De plus, c'est hier que nous avons commencé nos tirs à
la cible, nous avons chacun 240 cartouches à brûler.
C'est vrai que les quelques jours que j'ai passés à
Alger remplacent. Et puis… faut-il le dire ? comme je suis revenu
d'Alger un peu mesquine, le mardi gras a passé sans que je
m'en aperçoive. Samedi, j'étais de garde.
J'étais encore de planton aux travaux (vilaine place !). Je
vous dirai que notre colonel Colona d'Istria (1) a pris sa retraite, il
est retourné dans son pays natal Ajaccio. Notre
lieutenant-colonel qui est au Tonkin est passé colonel.

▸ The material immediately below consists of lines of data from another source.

//! Touch gesture samples and threshold classification.
//!
//! The same finger movement is read two ways: the pager looks for a fast,
//! mostly vertical swipe; the carousel looks for a horizontal drag. Large
//! displacement on the other axis cancels each classification, which is what
//! keeps the two from firing on one gesture.

use crate::app::modes::Direction;
use serde::{Deserialize, Serialize};

/// A single touch position with its event timestamp.
#[derive(Debug, Clone, Copy, PartialEq, Serialize, Deserialize)]
pub struct TouchPoint {
    pub x: f64,
    pub y: f64,
    pub time_ms: f64,
}

/// Start of a gesture, captured at touch start and discarded at touch end.
#[derive(Debug, Clone, Copy, PartialEq)]
pub struct GestureSample {
    pub start_x: f64,
    pub start_y: f64,
    pub start_time: f64,
}

impl From<TouchPoint> for GestureSample {
    fn from(point: TouchPoint) -> Self {
        Self {
            start_x: point.x,
            start_y: point.y,
            start_time: point.time_ms,
        }
    }
}

impl GestureSample {
    /// Displacement and elapsed time from the start of the gesture to `point`.
    #[must_use]
    pub fn displacement_to(&self, point: TouchPoint) -> Displacement {
        Displacement {
            dx: point.x - self.start_x,
            dy: point.y - self.start_y,
            elapsed_ms: (point.time_ms - self.start_time).max(0.0),
        }
    }
}

/// Signed movement of a gesture.
#[derive(Debug, Clone, Copy, PartialEq)]
pub struct Displacement {
    pub dx: f64,
    pub dy: f64,
    pub elapsed_ms: f64,
}

/// Distance and timing thresholds for gesture classification, in pixels and
/// milliseconds.
#[derive(Debug, Clone, Copy, PartialEq, Serialize, Deserialize)]
#[serde(default)]
pub struct GestureThresholds {
    /// Longest touch that still counts as a page swipe.
    pub swipe_max_duration_ms: f64,
    /// Horizontal movement above which a touch is not a page swipe.
    pub swipe_horizontal_cancel_px: f64,
    /// Vertical movement a page swipe must reach.
    pub swipe_min_distance_px: f64,

    /// Vertical movement above which the carousel cedes the gesture to the pager.
    pub drag_vertical_cancel_px: f64,
    /// Longest touch that still commits a carousel step.
    pub drag_max_duration_ms: f64,
    /// Horizontal movement a carousel drag must reach to commit.
    pub drag_commit_px: f64,
    /// Movement on either axis after which a touch is a drag rather than a tap.
    pub drag_threshold_px: f64,

    /// Fraction of the finger movement applied to the current panel while dragging.
    pub drag_damping_current: f64,
    /// Fraction of the finger movement applied to the neighbouring panels.
    pub drag_damping_neighbor: f64,
}

impl Default for GestureThresholds {
    fn default() -> Self {
        Self {
            swipe_max_duration_ms: 700.0,
            swipe_horizontal_cancel_px: 60.0,
            swipe_min_distance_px: 50.0,
            drag_vertical_cancel_px: 30.0,
            drag_max_duration_ms: 600.0,
            drag_commit_px: 50.0,
            drag_threshold_px: 8.0,
            drag_damping_current: 0.35,
            drag_damping_neighbor: 0.2,
        }
    }
}

impl GestureThresholds {
    /// Classifies a finished touch as a page swipe.
    ///
    /// Finger moving up (negative `dy`) goes to the next section.
    #[must_use]
    pub fn page_swipe(&self, d: Displacement) -> Option<Direction> {
        if d.elapsed_ms > self.swipe_max_duration_ms
            || d.dx.abs() > self.swipe_horizontal_cancel_px
            || d.dy.abs() < self.swipe_min_distance_px
        {
            return None;
        }
        Some(if d.dy < 0.0 { Direction::Next } else { Direction::Previous })
    }

    /// Whether vertical movement hands the gesture over to the pager.
    #[must_use]
    pub fn cedes_to_pager(&self, d: Displacement) -> bool {
        d.dy.abs() > self.drag_vertical_cancel_px
    }

    /// Whether the touch has moved far enough to count as a drag.
    #[must_use]
    pub fn is_drag(&self, d: Displacement) -> bool {
        d.dx.abs() > self.drag_threshold_px || d.dy.abs() > self.drag_threshold_px
    }

    /// Classifies a finished touch as a carousel step.
    ///
    /// Dragging left (negative `dx`) shows the next project.
    #[must_use]
    pub fn carousel_step(&self, d: Displacement) -> Option<Direction> {
        if self.cedes_to_pager(d) || d.elapsed_ms > self.drag_max_duration_ms || d.dx.abs() < self.drag_commit_px {
            return None;
        }
        Some(if d.dx < 0.0 { Direction::Next } else { Direction::Previous })
    }
}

Lorsque votre lettre est arrivée
à Cherchell, moi, j'étais à Alger. J'ai
reçu la réponse de ma marraine deux jours avant de
partir pour Alger. Vous lui direz que je la remercie beaucoup des
souhaits qu'elle forme pour moi, ainsi qu'à mon parrain qui
m'a fait réponse il y a déjà longtemps.
Sur votre lettre, j'ai remarqué que vous
croyez que je devais m'ennuyer beaucoup avec ces indigènes.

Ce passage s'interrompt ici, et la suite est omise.